XVII – When Brandon Hoped Rachel Woke Up (and Randy Didn’t Have to Go Fishing)

A Story for Anxious Times

Chapter 17

For the previous installment of this serial novel, visit here.

Work entered Jesse’s mind for the first time in a few hours. If he’d been able to see any of the emails his manager had sent Friday about Jesse’s “recent episode” and the reasons that he’d listed justifying his “overdue termination,” every nerve in his self-righteous body would have lit up in defense of himself. And if he had seen that Steve over in asset management had taken his chair (everyone knew Jesse may not even get to come back after his bereavement) he would have felt fire in his cheeks and chest.
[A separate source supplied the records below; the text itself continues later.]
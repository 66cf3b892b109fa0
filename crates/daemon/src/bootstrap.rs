// SPDX-License-Identifier: BUSL-1.1
// Copyright (c) 2026 Alfred Jean LLC

//! Daemon assembly: build the pipeline context, load every plugin config,
//! construct matchers and sandboxes, and run the stage runtimes plus the
//! checkpoint writer.
//!
//! A plugin that fails to load (bad matcher, unknown source, init error)
//! is logged and skipped; the rest of the system starts normally.

use hs_core::{load_plugin_configs, Config, PluginConfig, PluginKind};
use hs_matcher::Matcher;
use hs_runtime::{
    write_error_file, AnalysisRuntime, CheckpointWriter, InputRuntime, OutputRuntime,
    PipelineContext, RuntimeError, Shutdown,
};
use hs_sandbox::host::SandboxHost;
use hs_sandbox::{RuntimeLimits, SandboxEngine, SandboxSpec};
use std::path::PathBuf;
use std::sync::Arc;
use std::thread::JoinHandle;
use std::time::Duration;
use tracing::{error, info};

/// How long workers get to stop before their threads are abandoned.
const JOIN_TIMEOUT: Duration = Duration::from_secs(2);

pub struct Daemon {
    ctx: Arc<PipelineContext>,
    inputs: InputRuntime,
    analysis: AnalysisRuntime,
    outputs: OutputRuntime,
    cp_writer: Arc<CheckpointWriter>,
    cp_thread: Option<JoinHandle<()>>,
}

impl Daemon {
    /// Bring the whole pipeline up.
    pub fn start(cfg: Config, engine: Arc<dyn SandboxEngine>) -> Result<Self, RuntimeError> {
        for kind in [PluginKind::Input, PluginKind::Analysis, PluginKind::Output] {
            let dir = cfg.run_path.join(kind.dir());
            std::fs::create_dir_all(&dir)
                .map_err(|source| RuntimeError::Io { path: dir, source })?;
        }
        let ctx = PipelineContext::new(cfg)?;

        let inputs = InputRuntime::new(ctx.clone());
        let analysis = AnalysisRuntime::new(ctx.clone());
        let outputs = OutputRuntime::new(ctx.clone());

        for pcfg in scan_configs(&ctx, PluginKind::Input) {
            if let Some(host) = build_host(&ctx, engine.as_ref(), &pcfg) {
                inputs.start_plugin(host, pcfg);
            }
        }
        for pcfg in scan_configs(&ctx, PluginKind::Analysis) {
            let Some(matcher) = build_matcher(&ctx, &pcfg) else {
                continue;
            };
            if let Some(host) = build_host(&ctx, engine.as_ref(), &pcfg) {
                analysis.add_plugin(host, matcher, &pcfg);
            }
        }
        analysis.start();
        for pcfg in scan_configs(&ctx, PluginKind::Output) {
            let Some(matcher) = build_matcher(&ctx, &pcfg) else {
                continue;
            };
            if let Some(host) = build_host(&ctx, engine.as_ref(), &pcfg) {
                outputs.start_plugin(host, matcher, pcfg);
            }
        }

        let cp_writer = Arc::new(CheckpointWriter::new(
            ctx.clone(),
            inputs.registry(),
            analysis.registry(),
            analysis.reader_pos(),
            outputs.registry(),
        ));
        let cp_thread = {
            let cp_writer = cp_writer.clone();
            Some(std::thread::spawn(move || cp_writer.run()))
        };

        info!(
            inputs = inputs.registry().len(),
            analysis = analysis.registry().len(),
            outputs = outputs.registry().len(),
            "pipeline started"
        );
        Ok(Self {
            ctx,
            inputs,
            analysis,
            outputs,
            cp_writer,
            cp_thread,
        })
    }

    pub fn shutdown_handle(&self) -> Shutdown {
        self.ctx.shutdown.clone()
    }

    pub fn context(&self) -> &Arc<PipelineContext> {
        &self.ctx
    }

    /// Orderly stop: flip every stop flag, bounded-join the workers, then
    /// write the final checkpoint.
    pub fn shutdown(&mut self) {
        info!("shutting down");
        self.ctx.shutdown.trigger();
        self.inputs.stop_all();
        self.analysis.stop_all();
        self.outputs.stop_all();

        self.inputs.join(JOIN_TIMEOUT);
        self.analysis.join(JOIN_TIMEOUT);
        self.outputs.join(JOIN_TIMEOUT);

        if let Some(handle) = self.cp_thread.take() {
            let _ = handle.join();
        }
        self.cp_writer.flush();
        info!("shutdown complete");
    }
}

fn scan_configs(ctx: &PipelineContext, kind: PluginKind) -> Vec<PluginConfig> {
    let (loaded, failed) =
        load_plugin_configs(&ctx.cfg.run_path, kind, ctx.cfg.defaults_for(kind));
    for e in failed {
        error!(error = %e, "plugin config rejected");
    }
    loaded
}

fn build_matcher(ctx: &PipelineContext, pcfg: &PluginConfig) -> Option<Matcher> {
    let source = pcfg.message_matcher.as_deref().unwrap_or_default();
    match Matcher::new(source) {
        Ok(m) => Some(m),
        Err(e) => {
            error!(plugin = %pcfg.name, matcher = source, error = %e, "invalid message_matcher");
            write_error_file(&ctx.cfg.output_path, &pcfg.name, &e.to_string());
            None
        }
    }
}

fn build_host(
    ctx: &PipelineContext,
    engine: &dyn SandboxEngine,
    pcfg: &PluginConfig,
) -> Option<SandboxHost> {
    let state_path = pcfg
        .preserve_data
        .then(|| ctx.cfg.output_path.join(format!("{}.data", pcfg.name)));
    let spec = SandboxSpec {
        kind: pcfg.kind,
        name: pcfg.name.clone(),
        source: PathBuf::from(&pcfg.filename),
        limits: RuntimeLimits {
            memory_bytes: pcfg.memory_limit,
            instructions: pcfg.instruction_limit,
            output_bytes: pcfg.output_limit,
            max_message_size: ctx.cfg.max_message_size,
        },
        config: pcfg.config.clone(),
        state_path,
    };
    let mut host = match SandboxHost::create(engine, spec) {
        Ok(h) => h,
        Err(e) => {
            error!(plugin = %pcfg.name, error = %e, "plugin not started");
            write_error_file(&ctx.cfg.output_path, &pcfg.name, &e.to_string());
            return None;
        }
    };
    if let Err(e) = host.init() {
        error!(plugin = %pcfg.name, error = %e, "plugin init failed");
        write_error_file(&ctx.cfg.output_path, &pcfg.name, &e.to_string());
        return None;
    }
    Some(host)
}

#[cfg(test)]
#[path = "bootstrap_tests.rs"]
mod tests;
// SPDX-License-Identifier: BUSL-1.1
// Copyright (c) 2026 Alfred Jean LLC

// Allow panic!/unwrap/expect in test code
#![cfg_attr(test, allow(clippy::panic))]
#![cfg_attr(test, allow(clippy::unwrap_used))]
#![cfg_attr(test, allow(clippy::expect_used))]

//! The sandbox seam: everything the pipeline runtime requires of a plugin
//! execution engine.
//!
//! The runtime never talks to a concrete engine; it drives a
//! [`host::SandboxHost`] wrapping a boxed [`Sandbox`] obtained from a
//! [`SandboxEngine`]. The shipped [`NativeEngine`] hosts plugins compiled
//! into the binary and registered by name; an embedded interpreter or an
//! out-of-process runner would slot in behind the same traits.

pub mod host;
mod native;

// Test support - only compiled for tests or when explicitly requested
#[cfg(any(test, feature = "test-support"))]
pub mod testing;

use hs_core::{Message, PluginKind};
use hs_storage::Checkpoint;
use std::path::{Path, PathBuf};
use thiserror::Error;

pub use native::NativeEngine;

/// Resource budget applied to one sandboxed plugin.
#[derive(Debug, Clone, Copy)]
pub struct RuntimeLimits {
    pub memory_bytes: u64,
    pub instructions: u64,
    pub output_bytes: u64,
    pub max_message_size: usize,
}

/// Usage a sandbox reports back for stats and budget enforcement.
#[derive(Debug, Clone, Copy, Default)]
pub struct ResourceUsage {
    pub mem_cur: u64,
    pub mem_max: u64,
    pub out_max: u64,
    pub ins_max: u64,
}

/// Engine and lifecycle failures.
#[derive(Debug, Error)]
pub enum SandboxError {
    #[error("unknown plugin source {0:?}")]
    UnknownSource(String),
    #[error("create failed: {0}")]
    Create(String),
    #[error("init failed: {0}")]
    Init(String),
    #[error("terminated: {0}")]
    Terminated(String),
}

/// Disposition of one `process_message` or `timer_event` call.
///
/// Everything but `Fatal` advances or retries; `Fatal` terminates the
/// plugin instance.
#[derive(Debug, Clone, PartialEq, Eq)]
pub enum ProcessResult {
    /// Delivered; checkpoint immediately.
    Sent,
    /// Dropped after an unrecoverable per-message error; log and advance.
    Fail,
    /// Transient delivery failure; sleep and retry the same message.
    Retry,
    /// Buffered for a later batch ack; defer the checkpoint.
    Batch,
    /// Queued for asynchronous delivery; checkpoint on the matching ack.
    Async,
    /// The plugin is done for: record the error and detach it.
    Fatal(String),
}

/// Why the host refused an injected message.
#[derive(Debug, Error)]
pub enum InjectError {
    #[error("message of {size} bytes exceeds max_message_size {max}")]
    TooLarge { size: usize, max: usize },
    #[error("{0}")]
    BadCheckpoint(String),
    #[error("inject_message is not available in this context")]
    Unsupported,
}

/// Everything needed to construct one sandboxed plugin.
#[derive(Debug, Clone)]
pub struct SandboxSpec {
    pub kind: PluginKind,
    pub name: String,
    /// Plugin source as configured (`filename`); the engine resolves it.
    pub source: PathBuf,
    pub limits: RuntimeLimits,
    /// Free-form settings from the plugin config file.
    pub config: toml::Table,
    /// Where to persist state on destroy, when preservation is enabled.
    pub state_path: Option<PathBuf>,
}

/// Host callbacks available to a plugin during `process_message` and
/// `timer_event`. Calls nest on the plugin's thread and complete before the
/// driving call returns.
pub trait Host {
    /// Emit a message onto the stage's queue, optionally updating the
    /// plugin's private checkpoint (input plugins only).
    fn inject_message(
        &mut self,
        msg: Message,
        checkpoint: Option<Checkpoint>,
    ) -> Result<(), InjectError>;

    /// Acknowledge delivery (output plugins only). `Some(id)` acknowledges
    /// an asynchronously delivered sequence id; `None` flushes a batch,
    /// committing everything delivered so far.
    fn update_checkpoint(&mut self, sequence_id: Option<u64>);
}

/// One hosted plugin instance. Exactly one thread drives a sandbox at a
/// time; the registry hands each instance to its worker thread.
pub trait Sandbox: Send {
    /// Run top-level plugin code. Called once before any other operation.
    fn init(&mut self) -> Result<(), SandboxError>;

    /// Drive the plugin: an input plugin polls with its private checkpoint,
    /// analysis/output plugins receive a matched message (output also gets
    /// the next sequence id).
    fn process_message(
        &mut self,
        msg: Option<&Message>,
        checkpoint: Option<&Checkpoint>,
        sequence_id: Option<u64>,
        host: &mut dyn Host,
    ) -> ProcessResult;

    /// Fire the plugin's timer callback.
    fn timer_event(&mut self, now_ns: i64, shutdown: bool, host: &mut dyn Host) -> ProcessResult;

    /// Request cooperative cancellation: the plugin must fail out of its
    /// next yield point rather than keep running.
    fn stop(&mut self) {}

    fn usage(&self) -> ResourceUsage {
        ResourceUsage::default()
    }

    /// Release resources, serializing state to `state_path` when given.
    /// Returns error text when state preservation failed.
    fn destroy(self: Box<Self>, state_path: Option<&Path>) -> Option<String> {
        let _ = state_path;
        None
    }
}

/// A factory for sandboxes; the runtime owns one engine for all plugins.
pub trait SandboxEngine: Send + Sync {
    fn create(&self, spec: &SandboxSpec) -> Result<Box<dyn Sandbox>, SandboxError>;
}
But since all he saw was hot air rippling off the Cracker Barrel parking lot’s blacktop and Pastor Matt’s white Honda CR-V, his resting heart rate was about a hundred and his head was still undistracted enough to figure out how inconsistent his philosophy was.

Something he couldn’t put words to seemed to be screaming that the indignance he felt about his father’s refusal to come out of the place he’d locked up inside his own mind, the affection he’d witnessed in Randy and Matt (and Joe), and his life’s long work of constructing a neon sign over the world that flashed “meaningless” didn’t add up. How could he be indignant about one thing and find another one commendable if the word was really meaningless?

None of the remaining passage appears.